Extraordinário testemunho, o de Carlos Bunga hoje (16.5.2019) na ESAD.CR, sobre o (seu) trabalho e a (nossa) Vida. Conferência Arquitectura da Vida, a convite de Samuel Rama. A arquitectura da arte explicada na primeira pessoa. Que bonito e profundo, e um orgulho para esta Escola e esta cidade ter ajudado a ‘produzir’ um humanista deste calibre.
The man behind the cardboard. The man. Que «utiliza o cartão mas não fala dele». Que através das sete vidas do papel e da fita-cola, e depois do desenho, do manipular pequenos e grandes objectos, e finalmente do comunicar da memória dos gestos (res)salva a temporalidade da performance – o conceito – para assim edificar a cidade numa dimensão ainda para lá das ideias. «São peças que não terminam com a exposição, antes continuam até… ao infinito». São pois coisas, que nenhum discurso seria capaz de conter, seja o da arquitectura, do urbanismo ou da antropologia. Ou da história e suas ruínas.
Choreographing spectatorship por esse mundo fora. Convocando-nos. A nomad of a mind like very very few. Para quem desconstruir e desfazer não é o oposto de construir e fazer. Sabedoria budista, oriental, ecos de Gutai e Gordon Matta-Clark. A síntese de tudo na obra de um criador para quem a casa começa sempre pela memória (da barriga da mãe) e a memória se transforma sempre numa casa (que levamos connosco e com os nossos genes – assim como os recebemos).
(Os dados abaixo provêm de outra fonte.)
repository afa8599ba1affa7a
pub mod controllers;
pub mod domain;
pub mod error;
pub mod infrastructure;
use super::model::{NewsItem, PaginatedResult, Pagination};
use chrono::{DateTime, Utc};

const FALLBACK_SOURCE: &str = "Philly News";
const FALLBACK_CATEGORY: &str = "general";

const PLACEHOLDERS: [(&str, &str); 3] = [
    (
        "Philadelphia news is on its way",
        "We couldn't reach our news sources right now. Fresh stories from around the city will appear here shortly.",
    ),
    (
        "Check back in a few minutes",
        "Local feeds refresh throughout the day. Reload the page in a little while to see the latest headlines.",
    ),
    (
        "Explore Philly by category",
        "Try another category to browse local news, sports, business, and culture coverage from across the region.",
    ),
];

/// Canned page returned when aggregation produced nothing usable.
/// Links point back at the news page itself.
pub fn fallback(now: DateTime<Utc>) -> PaginatedResult {
    let items: Vec<NewsItem> = PLACEHOLDERS
        .iter()
        .enumerate()
        .map(|(index, (title, description))| {
            let link = format!("/news#placeholder-{}", index + 1);
            NewsItem {
                id: link.clone(),
                title: title.to_string(),
                link,
                description: description.to_string(),
                pub_date: now,
                source: FALLBACK_SOURCE.to_string(),
                source_icon: None,
                category: FALLBACK_CATEGORY.to_string(),
                author: FALLBACK_SOURCE.to_string(),
                image_url: String::new(),
            }
        })
        .collect();

    let total_items = items.len();
    PaginatedResult {
        items,
        pagination: Pagination {
            current_page: 1,
            total_pages: 1,
            total_items,
            items_per_page: total_items as u32,
            has_next_page: false,
            has_previous_page: false,
        },
    }
}
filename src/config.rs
//! Configuration for the attachment registry and the audio encoder.
//!
//! Sources (highest priority first):
//! 1. Environment variables (ITEMPACK_REGISTRY_URL, ITEMPACK_ENCODER)
//! 2. Config file (.itempack/config.yaml)
//! 3. Unset; a run that needs the missing setting fails with a message
//!    naming both ways to provide it
//!
//! Config file discovery searches the current directory and its parents
//! for .itempack/config.yaml, so a checkout can carry its own settings.

use std::path::{Path, PathBuf};

use anyhow::{Context, Result};
use serde::Deserialize;

/// Raw config file schema (matches YAML structure).
#[derive(Debug, Clone, Deserialize)]
pub struct ConfigFile {
    pub version: String,
    #[serde(default)]
    pub registry: Option<RegistryConfig>,
    #[serde(default)]
    pub encoder: Option<EncoderConfig>,
}

#[derive(Debug, Clone, Default, Deserialize)]
pub struct RegistryConfig {
    /// Postgres connection string for the item authoring database.
    pub connection_string: Option<String>,
}

#[derive(Debug, Clone, Default, Deserialize)]
pub struct EncoderConfig {
    /// Path to the external audio re-encoder binary.
    pub path: Option<String>,
}

/// Resolved configuration after file and environment merging.
#[derive(Debug, Clone, Default)]
pub struct Config {
    pub registry_connection: Option<String>,
    pub encoder_path: Option<String>,
    /// Path to the config file, if one was found.
    pub config_file: Option<PathBuf>,
}

impl Config {
    pub fn load() -> Result<Self> {
        let config_file = find_config_file();

        let mut config = match config_file {
            Some(ref path) => {
                let file = load_config_file(path)?;
                Self {
                    registry_connection: file.registry.and_then(|r| r.connection_string),
                    encoder_path: file.encoder.and_then(|e| e.path),
                    config_file: config_file.clone(),
                }
            }
            None => Self::default(),
        };

        if let Ok(conn) = std::env::var("ITEMPACK_REGISTRY_URL") {
            config.registry_connection = Some(conn);
        }
        if let Ok(encoder) = std::env::var("ITEMPACK_ENCODER") {
            config.encoder_path = Some(encoder);
        }

        Ok(config)
    }

    /// Connection string for the attachment registry, or an error
    /// naming both ways to provide it.
    pub fn registry_connection(&self) -> Result<&str> {
        self.registry_connection.as_deref().context(
            "no attachment registry configured; set ITEMPACK_REGISTRY_URL or add \
             registry.connection_string to .itempack/config.yaml",
        )
    }

    /// Encoder path for the recode pass, or an error naming both ways
    /// to provide it.
    pub fn encoder_path(&self) -> Result<&str> {
        self.encoder_path.as_deref().context(
            "no audio encoder configured; set ITEMPACK_ENCODER or add \
             encoder.path to .itempack/config.yaml",
        )
    }
}

/// Find the config file by searching the current directory and parents,
/// falling back to ~/.itempack/config.yaml.
fn find_config_file() -> Option<PathBuf> {
    let mut current = std::env::current_dir().ok()?;

    loop {
        let config_path = current.join(".itempack").join("config.yaml");
        if config_path.exists() {
            return Some(config_path);
        }

        if !current.pop() {
            break;
        }
    }

    let home_config = dirs::home_dir()?.join(".itempack").join("config.yaml");
    home_config.exists().then_some(home_config)
}

fn load_config_file(path: &Path) -> Result<ConfigFile> {
    let content = std::fs::read_to_string(path)
        .with_context(|| format!("Failed to read config file: {}", path.display()))?;

    serde_yaml::from_str(&content)
        .with_context(|| format!("Failed to parse config file: {}", path.display()))
}

#[cfg(test)]
mod tests {
    use super::*;
    use std::io::Write;
    use tempfile::TempDir;

    #[test]
    fn parses_config_file() {
        let temp = TempDir::new().unwrap();
        let dir = temp.path().join(".itempack");
        std::fs::create_dir_all(&dir).unwrap();

        let config_path = dir.join("config.yaml");
        let mut file = std::fs::File::create(&config_path).unwrap();
        writeln!(
            file,
            r#"
version: "1.0"
registry:
  connection_string: "host=localhost user=imrt dbname=imrt"
encoder:
  path: ./tools/audio-encode
"#
        )
        .unwrap();

        let config = load_config_file(&config_path).unwrap();
        assert_eq!(config.version, "1.0");
        assert_eq!(
            config.registry.unwrap().connection_string.as_deref(),
            Some("host=localhost user=imrt dbname=imrt")
        );
        assert_eq!(
            config.encoder.unwrap().path.as_deref(),
            Some("./tools/audio-encode")
        );
    }

    #[test]
    fn missing_settings_produce_named_errors() {
        let config = Config::default();
        assert!(config.registry_connection().is_err());
        assert!(config.encoder_path().is_err());
    }
}
//! Seed id file reading against real files on disk.

use std::io::Write;

use itempack::domain::Role;
use itempack::ingest::read_ids;
use itempack::progress::ProgressLog;
use tempfile::TempDir;

fn log() -> ProgressLog {
    ProgressLog::from_writer(Box::new(Vec::new())).unwrap()
}

fn write_file(dir: &TempDir, name: &str, contents: &str) -> std::path::PathBuf {
    let path = dir.path().join(name);
    let mut file = std::fs::File::create(&path).unwrap();
    file.write_all(contents.as_bytes()).unwrap();
    path
}

#[test]
fn flat_list_file() {
    let dir = TempDir::new().unwrap();
    let path = write_file(&dir, "ids.txt", "12345\nItem-187-678\nstim-200-999\n");

    let ids = read_ids(&path, 200, &mut log()).unwrap();
    assert_eq!(ids.len(), 3);
    assert_eq!(ids[0].id, 12345);
    assert_eq!(ids[0].bank_key, 200);
    assert_eq!(ids[1].bank_key, 187);
    assert_eq!(ids[2].role, Role::Stim);
}

#[test]
fn csv_file_with_headers() {
    let dir = TempDir::new().unwrap();
    let path = write_file(
        &dir,
        "ids.csv",
        "Subject,ItemId,BankKey\nELA,12345,187\nMath,Item-200-678,\nELA,\"999\",200\n",
    );

    let ids = read_ids(&path, 200, &mut log()).unwrap();
    assert_eq!(ids.len(), 3);
    assert_eq!(ids[0].bank_key, 187);
    assert_eq!(ids[1].id, 678);
    assert_eq!(ids[2].id, 999);
}

#[test]
fn bad_rows_skipped_with_degraded_log() {
    let dir = TempDir::new().unwrap();
    let path = write_file(&dir, "ids.csv", "ItemId\n12345\nnot-an-id\n678\n");

    let mut log = log();
    let ids = read_ids(&path, 200, &mut log).unwrap();
    assert_eq!(ids.len(), 2);
    assert_eq!(log.error_count(), 1);
}

#[test]
fn missing_file_is_an_error() {
    let dir = TempDir::new().unwrap();
    let path = dir.path().join("nope.csv");
    assert!(read_ids(&path, 200, &mut log()).is_err());
}
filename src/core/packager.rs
//! Package assembly engine.
//!
//! Drains the work queue one content unit at a time: resolve the
//! repository, classify every listed file, copy admitted files into the
//! archive, then scan the content document for word-list, stimulus, and
//! tutorial references and feed them back into the queue. Per-unit
//! failures are logged as severe and the run moves on.

use std::time::Instant;

use anyhow::{anyhow, Context, Result};

use crate::adapters::{ArchiveSink, AttachmentRegistry, ItemBank, ItemBankError};
use crate::core::classifier::{AdmitReason, Classifier};
use crate::core::content_doc::{ContentDoc, DocRoot};
use crate::core::queue::WorkQueue;
use crate::core::rename::RenameRecord;
use crate::domain::{ContentId, ContentKind, ManifestGraph, ManifestNode, Role, EMPTY_MANIFEST};
use crate::progress::{format_elapsed, ProgressLog, Severity};

pub const MANIFEST_NAME: &str = "imsmanifest.xml";

#[derive(Debug, Clone)]
pub struct PackageOptions {
    /// Repository namespace the content projects live under.
    pub namespace: String,
    pub include_tutorials: bool,
    pub include_import_zip: bool,
    pub rename_glossary_audio: bool,
    pub include_manifest: bool,
    /// When set, only assets with this extension are written. The
    /// content document and metadata.xml always go in.
    pub file_type_filter: Option<String>,
}

impl Default for PackageOptions {
    fn default() -> Self {
        Self {
            namespace: "itemreviewapp".to_string(),
            include_tutorials: true,
            include_import_zip: false,
            rename_glossary_audio: false,
            include_manifest: true,
            file_type_filter: None,
        }
    }
}

/// Final counts reported after the queue drains.
#[derive(Debug, Clone, Copy, Default)]
pub struct PackageSummary {
    pub items: usize,
    pub word_lists: usize,
    pub stimuli: usize,
    pub tutorials: usize,
    pub errors: usize,
    pub elapsed_ms: u64,
    /// At least one admitted audio blob had a container format that
    /// disagrees with its extension; the caller should run the recode
    /// pass over the finished archive.
    pub recode_needed: bool,
}

/// Assembles one package from seed ids and the item bank.
pub struct PackageBuilder<B, R, S> {
    bank: B,
    registry: R,
    sink: S,
    options: PackageOptions,
    queue: WorkQueue,
    manifest: ManifestGraph,
    item_count: usize,
    wit_count: usize,
    stim_count: usize,
    tutorial_count: usize,
    recode_needed: bool,
}

impl<B, R, S> PackageBuilder<B, R, S>
where
    B: ItemBank,
    R: AttachmentRegistry,
    S: ArchiveSink,
{
    pub fn new(bank: B, registry: R, sink: S, options: PackageOptions) -> Self {
        Self {
            bank,
            registry,
            sink,
            options,
            queue: WorkQueue::new(),
            manifest: ManifestGraph::new(),
            item_count: 0,
            wit_count: 0,
            stim_count: 0,
            tutorial_count: 0,
            recode_needed: false,
        }
    }

    /// Seed one id. Returns false for a duplicate.
    pub fn add_id(&mut self, id: ContentId) -> bool {
        self.queue.enqueue(id)
    }

    /// Seed a batch of ids, returning how many were newly admitted.
    pub fn add_ids(&mut self, ids: impl IntoIterator<Item = ContentId>) -> usize {
        self.queue.load(ids)
    }

    /// Drain the queue, write the manifest, and close the archive.
    pub async fn produce(&mut self, log: &mut ProgressLog) -> Result<PackageSummary> {
        let start = Instant::now();

        while let Some(id) = self.queue.dequeue() {
            tracing::info!("{}", id);
            if let Err(e) = self.package_one(&id, log).await {
                match e.downcast_ref::<ItemBankError>() {
                    Some(ItemBankError::NotFound(_)) => {
                        log.log(
                            Severity::Severe,
                            &id.canonical(),
                            "Item not found in item bank.",
                            "",
                        );
                        tracing::warn!("Item not found: {}", id);
                    }
                    _ => {
                        log.log(
                            Severity::Severe,
                            &id.canonical(),
                            "Exception",
                            &format!("{:#}", e),
                        );
                    }
                }
            }
            tracing::info!(
                "Completed: {} of {} items. Elapsed: {}",
                self.queue.dequeued_count(),
                self.queue.distinct_count(),
                format_elapsed(start.elapsed().as_millis() as u64)
            );
        }

        if self.options.include_manifest {
            tracing::info!("Writing package manifest.");
            let xml = self.manifest.to_xml()?;
            self.sink.add_file(MANIFEST_NAME, xml.as_bytes())?;
        } else {
            tracing::info!("Including an empty manifest file.");
            self.sink.add_file(MANIFEST_NAME, EMPTY_MANIFEST.as_bytes())?;
        }
        self.sink.finish()?;

        Ok(PackageSummary {
            items: self.item_count,
            word_lists: self.wit_count,
            stimuli: self.stim_count,
            tutorials: self.tutorial_count,
            errors: log.error_count(),
            elapsed_ms: start.elapsed().as_millis() as u64,
            recode_needed: self.recode_needed,
        })
    }

    async fn package_one(&mut self, id: &ContentId, log: &mut ProgressLog) -> Result<()> {
        let key = id.canonical();
        let project = self.bank.project_id(&self.options.namespace, &key).await?;
        let listing = self.bank.list_tree(&project).await?;

        let doc_name = id.content_file_name();
        let doc_entry = match listing.iter().find(|e| e.path == doc_name) {
            Some(entry) => entry.clone(),
            None => {
                log.log(Severity::Severe, &key, "Item has no content file.", &doc_name);
                tracing::warn!("No content file found for {}", id);
                return Ok(());
            }
        };
        let doc_bytes = self.bank.read_blob(&project, &doc_entry.blob_id).await?;
        let doc = ContentDoc::parse(&doc_bytes)
            .with_context(|| format!("malformed content document {}", doc_name))?;

        // Items may point to a renderer spec (GAX) document which can
        // reference image assets not named in the content itself.
        let renderer = match doc.renderer_spec_file() {
            Some(name) if id.role == Role::Item => {
                let name = name.to_string();
                log.log(
                    Severity::Message,
                    &key,
                    &format!("RendererSpec filename: {}", name),
                    "",
                );
                let entry = listing.iter().find(|e| e.path == name).ok_or_else(|| {
                    anyhow!("renderer spec {} not in repository listing", name)
                })?;
                let bytes = self.bank.read_blob(&project, &entry.blob_id).await?;
                Some(
                    ContentDoc::parse(&bytes)
                        .with_context(|| format!("malformed renderer spec {}", name))?,
                )
            }
            _ => None,
        };

        let attachments = match id.kind {
            ContentKind::Item | ContentKind::Tutorial => {
                self.registry.attachments(id.id).await?
            }
            ContentKind::WordList => Vec::new(),
        };

        let mut node = ManifestNode::for_id(id);
        let folder = id.archive_folder();
        let classifier = Classifier::new(
            id,
            &doc,
            renderer.as_ref(),
            &attachments,
            self.options.include_import_zip,
        );
        let mut renames: Vec<RenameRecord> = Vec::new();

        for entry in &listing {
            let name = entry.path.as_str();
            if Classifier::is_excluded(id, name) {
                log.log(
                    Severity::Message,
                    &key,
                    &format!("Will not add the following object: {}", name),
                    "",
                );
                continue;
            }
            // The content document is buffered and written after the
            // loop so recorded renames can be substituted into it.
            if name.eq_ignore_ascii_case(&doc_name) {
                continue;
            }
            tracing::debug!(file = name, "classifying");

            let result = classifier.classify(name, log);
            if !result.admitted {
                continue;
            }

            let bytes = self.bank.read_blob(&project, &entry.blob_id).await?;

            let mut out_name = name.to_string();
            if id.kind == ContentKind::WordList && result.reason == AdmitReason::ContentReferenced
            {
                let followup = classifier.word_list_followup(
                    name,
                    &bytes,
                    self.options.rename_glossary_audio,
                    log,
                );
                if followup.extension_mismatch {
                    self.recode_needed = true;
                }
                if let Some(rename) = followup.rename {
                    out_name = rename.new_name.clone();
                    renames.push(rename);
                }
            }

            if let Some(ref filter) = self.options.file_type_filter {
                let wanted = format!(".{}", filter.to_ascii_lowercase());
                if out_name != "metadata.xml"
                    && !out_name.to_ascii_lowercase().ends_with(&wanted)
                {
                    continue;
                }
            }

            self.sink.add_file(&format!("{}{}", folder, out_name), &bytes)?;
            if out_name == "metadata.xml" {
                node.set_metadata();
            } else {
                node.add_asset(&out_name);
            }
        }

        // Write the content document with any renames substituted.
        let mut text = doc.text().to_string();
        if self.options.rename_glossary_audio {
            for rename in &renames {
                text = text.replace(&rename.old_name, &rename.new_name);
            }
        }
        self.sink
            .add_file(&format!("{}{}", folder, doc_name), text.as_bytes())?;

        let (wits, stims, tuts) = self
            .extract_dependencies(id, &doc, &mut node, log)
            .context("Expected content missing from item xml.")?;

        self.manifest.push(node);

        let mut added = String::new();
        if wits > 0 {
            added.push_str(&format!(" +{} WIT", wits));
        }
        if stims > 0 {
            added.push_str(&format!(" +{} Stimulus", stims));
        }
        if tuts > 0 {
            added.push_str(&format!(" +{} Tutorial", tuts));
        }
        if !added.is_empty() {
            tracing::info!("{}", added.trim_start());
        }
        Ok(())
    }

    /// Scan the content document for dependency references, enqueue the
    /// new ids, and attach the manifest edges.
    fn extract_dependencies(
        &mut self,
        id: &ContentId,
        doc: &ContentDoc,
        node: &mut ManifestNode,
        log: &mut ProgressLog,
    ) -> Result<(usize, usize, usize)> {
        let key = id.canonical();
        let root = doc
            .root()
            .ok_or_else(|| anyhow!("document has no item or passage element"))?;
        let mut wits = 0;
        let mut stims = 0;
        let mut tuts = 0;

        match root {
            DocRoot::Item => {
                let bank_key = doc.bank_key()?;

                let declared = doc.type_attr();
                if declared.eq_ignore_ascii_case("tut") {
                    self.tutorial_count += 1;
                } else if declared.eq_ignore_ascii_case("wordList") {
                    self.wit_count += 1;
                } else {
                    self.item_count += 1;
                }

                for wit in doc.word_lists() {
                    let wit_id = ContentId::new(
                        Role::Item,
                        wit.bank_key()?,
                        wit.id()?,
                        ContentKind::WordList,
                    );
                    log.log(
                        Severity::Message,
                        &key,
                        "Item depends on WordList",
                        &wit_id.canonical(),
                    );
                    if self.queue.enqueue(wit_id) {
                        wits += 1;
                    }
                    node.word_list = Some(wit_id.canonical());
                }

                if let Some(raw) = doc.stimulus_id() {
                    let stim_num: u32 = raw
                        .parse()
                        .with_context(|| format!("bad stimulus reference '{}'", raw))?;
                    let stim_id =
                        ContentId::new(Role::Stim, bank_key, stim_num, ContentKind::Item);
                    log.log(
                        Severity::Message,
                        &key,
                        "Item depends on stimulus",
                        &stim_id.canonical(),
                    );
                    if self.queue.enqueue(stim_id) {
                        stims += 1;
                    }
                    node.stimulus = Some(stim_id.canonical());
                }

                if self.options.include_tutorials {
                    if let Some(tut) = doc.tutorial() {
                        let tut_id = ContentId::new(
                            Role::Item,
                            tut.bank_key()?,
                            tut.id()?,
                            ContentKind::Tutorial,
                        );
                        log.log(
                            Severity::Message,
                            &key,
                            "Item depends on tutorial",
                            &tut_id.canonical(),
                        );
                        if self.queue.enqueue(tut_id) {
                            tuts += 1;
                        }
                        node.tutorial = Some(tut_id.canonical());
                    }
                }
            }
            DocRoot::Passage => {
                self.stim_count += 1;

                for wit in doc.word_lists() {
                    let wit_id = ContentId::new(
                        Role::Item,
                        wit.bank_key()?,
                        wit.id()?,
                        ContentKind::WordList,
                    );
                    log.log(
                        Severity::Message,
                        &key,
                        "Stim depends on WordList",
                        &wit_id.canonical(),
                    );
                    if self.queue.enqueue(wit_id) {
                        wits += 1;
                    }
                    node.word_list = Some(wit_id.canonical());
                }
            }
        }

        Ok((wits, stims, tuts))
    }
}
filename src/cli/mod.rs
//! Command-line interface for itempack.
//!
//! One command: read a seed id file, pull the transitive content set
//! from the item bank, and write the package zip plus a CSV progress
//! log.

use std::path::{Path, PathBuf};

use anyhow::{Context, Result};
use clap::Parser;

use crate::adapters::recode::recode_package;
use crate::adapters::{GitLabBank, PostgresRegistry, ZipSink};
use crate::config::Config;
use crate::core::{PackageBuilder, PackageOptions};
use crate::ingest::read_ids;
use crate::progress::{format_elapsed, ProgressLog, Severity};

const DEFAULT_ITEM_BANK: &str = "https://itembank.smarterbalanced.org";
const DEFAULT_NAMESPACE: &str = "itemreviewapp";
const DEFAULT_BANK_KEY: u32 = 200;

/// itempack - test content package builder
#[derive(Parser, Debug)]
#[command(name = "itempack")]
#[command(author, version, about, long_about = None)]
pub struct Cli {
    /// File containing the item ids to include (flat list or CSV)
    #[arg(long)]
    pub ids: PathBuf,

    /// Item bank access token
    #[arg(long, env = "ITEMPACK_TOKEN")]
    pub token: String,

    /// Output package file (.zip)
    #[arg(long, short)]
    pub output: PathBuf,

    /// Progress log file (defaults to the output name with .log.csv)
    #[arg(long)]
    pub log: Option<PathBuf>,

    /// Item bank URL
    #[arg(long, default_value = DEFAULT_ITEM_BANK)]
    pub bank_url: String,

    /// Item bank namespace (username or group) holding the content
    #[arg(long, default_value = DEFAULT_NAMESPACE)]
    pub namespace: String,

    /// Default bank key for bare numeric ids
    #[arg(long, default_value_t = DEFAULT_BANK_KEY)]
    pub bank_key: u32,

    /// Do not automatically include referenced tutorials
    #[arg(long)]
    pub no_tutorials: bool,

    /// Include each item's import.zip file
    #[arg(long)]
    pub include_import_zip: bool,

    /// Rename off-pattern word-list audio files to the canonical form
    #[arg(long)]
    pub rename_glossary_audio: bool,

    /// Write an empty manifest stub instead of the full manifest
    #[arg(long)]
    pub no_manifest: bool,

    /// Only download assets with this file extension
    #[arg(long)]
    pub file_type: Option<String>,
}

impl Cli {
    pub async fn execute(self) -> Result<()> {
        let config = Config::load()?;

        let log_path = match self.log {
            Some(ref path) => path.clone(),
            None => default_log_path(&self.output),
        };

        tracing::info!("ID File (input): {}", self.ids.display());
        tracing::info!("Package File (output): {}", self.output.display());
        tracing::info!("Log File (output): {}", log_path.display());
        tracing::info!("Item Bank URL: {}", self.bank_url);
        tracing::info!("Namespace: {}", self.namespace);
        tracing::info!("Default Bank Key: {}", self.bank_key);
        tracing::info!(
            "Auto Include Tutorials: {}",
            if self.no_tutorials { "No" } else { "Yes" }
        );
        tracing::info!(
            "Include import.zip: {}",
            if self.include_import_zip { "Yes" } else { "No" }
        );
        tracing::info!(
            "Include WIT audio file renaming: {}",
            if self.rename_glossary_audio { "Yes" } else { "No" }
        );
        tracing::info!(
            "Auto Include full Manifest: {}",
            if self.no_manifest { "No" } else { "Yes" }
        );
        tracing::info!(
            "Download files of type: {}",
            self.file_type.as_deref().unwrap_or("NA")
        );

        let mut log = ProgressLog::create(&log_path)?;

        let ids = read_ids(&self.ids, self.bank_key, &mut log)?;

        let bank = GitLabBank::new(self.bank_url.clone(), self.token.clone());
        let registry = PostgresRegistry::new(config.registry_connection()?);
        let sink = ZipSink::create(&self.output)?;

        let options = PackageOptions {
            namespace: self.namespace.clone(),
            include_tutorials: !self.no_tutorials,
            include_import_zip: self.include_import_zip,
            rename_glossary_audio: self.rename_glossary_audio,
            include_manifest: !self.no_manifest,
            file_type_filter: self.file_type.clone(),
        };

        let mut builder = PackageBuilder::new(bank, registry, sink, options);
        let seeded = builder.add_ids(ids);
        tracing::info!("Loaded {} distinct ids from the id file.", seeded);

        let summary = builder.produce(&mut log).await?;

        let elapsed = format_elapsed(summary.elapsed_ms);
        log.log(Severity::Message, "", "Elapsed time", &elapsed);
        log.log(Severity::Message, "", "Items", &summary.items.to_string());
        log.log(
            Severity::Message,
            "",
            "WordLists",
            &summary.word_lists.to_string(),
        );
        log.log(
            Severity::Message,
            "",
            "Stimuli",
            &summary.stimuli.to_string(),
        );
        log.log(
            Severity::Message,
            "",
            "Tutorials",
            &summary.tutorials.to_string(),
        );
        let errors = log.error_count();
        log.log(Severity::Message, "", "Errors", &errors.to_string());
        log.flush()?;

        tracing::info!("Package Build Complete.");
        tracing::info!("Elapsed:   {}", elapsed);
        tracing::info!("Items:     {}", summary.items);
        tracing::info!("WordLists: {}", summary.word_lists);
        tracing::info!("Stimuli:   {}", summary.stimuli);
        tracing::info!("Tutorials: {}", summary.tutorials);
        tracing::info!("Errors:    {}", summary.errors);

        if summary.recode_needed {
            tracing::info!(
                "Audio files have been found that need to be recoded. Starting the recode process."
            );
            let encoder = config.encoder_path()?.to_string();
            recode_package(&self.output, &encoder)
                .await
                .context("audio recode pass failed")?;
            tracing::info!("Audio file recode process complete.");
        }

        Ok(())
    }
}

/// `out.zip` logs to `out.log.csv` next to it.
fn default_log_path(output: &Path) -> PathBuf {
    let stem = output
        .file_stem()
        .map(|s| s.to_string_lossy().into_owned())
        .unwrap_or_else(|| "package".to_string());
    output.with_file_name(format!("{}.log.csv", stem))
}

#[cfg(test)]
mod tests {
    use super::*;

    #[test]
    fn log_path_defaults_next_to_output() {
        assert_eq!(
            default_log_path(Path::new("/tmp/pkg/out.zip")),
            PathBuf::from("/tmp/pkg/out.log.csv")
        );
        assert_eq!(
            default_log_path(Path::new("out.zip")),
            PathBuf::from("out.log.csv")
        );
    }
}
Num fluxo.
De onde vem esta vitalidade, este energia? O encontro com a sua própria linguagem permanece um processo e sobretudo um desafio em aberto, literalmente hands on. Mas depois também usa as palavras e com uma fluência, uma generosidade, uma clareza e um rigor absolutamente desarmantes. A ternura da verdade. This might well be one of the last artists using metaphor to empty out its intrinsic distancing function to establish a fully conversational plane of imanence. Corpo e mente, ideia e conceito, acção e superfície num mesmo gesto. Exemplar. Obrigado.
No final da conferência, a uma pergunta de uma aluna, sobre se a essência do trabalho estava desde o início da vida ou se foi sendo descoberta durante o percurso, Bunga respondeu, assumindo a paternidade do vazio: «o que fazemos é o resultado do que somos». O que um grande artista faz é pelos vistos continuar a ser curioso (desde a barriga da mãe, isto é, da própria noite dos tempos) o suficiente para continuar a descobrir intuitivamente, em consciência, como dar forma à sua missão. Corpo ao futuro. Sent from my iPhone.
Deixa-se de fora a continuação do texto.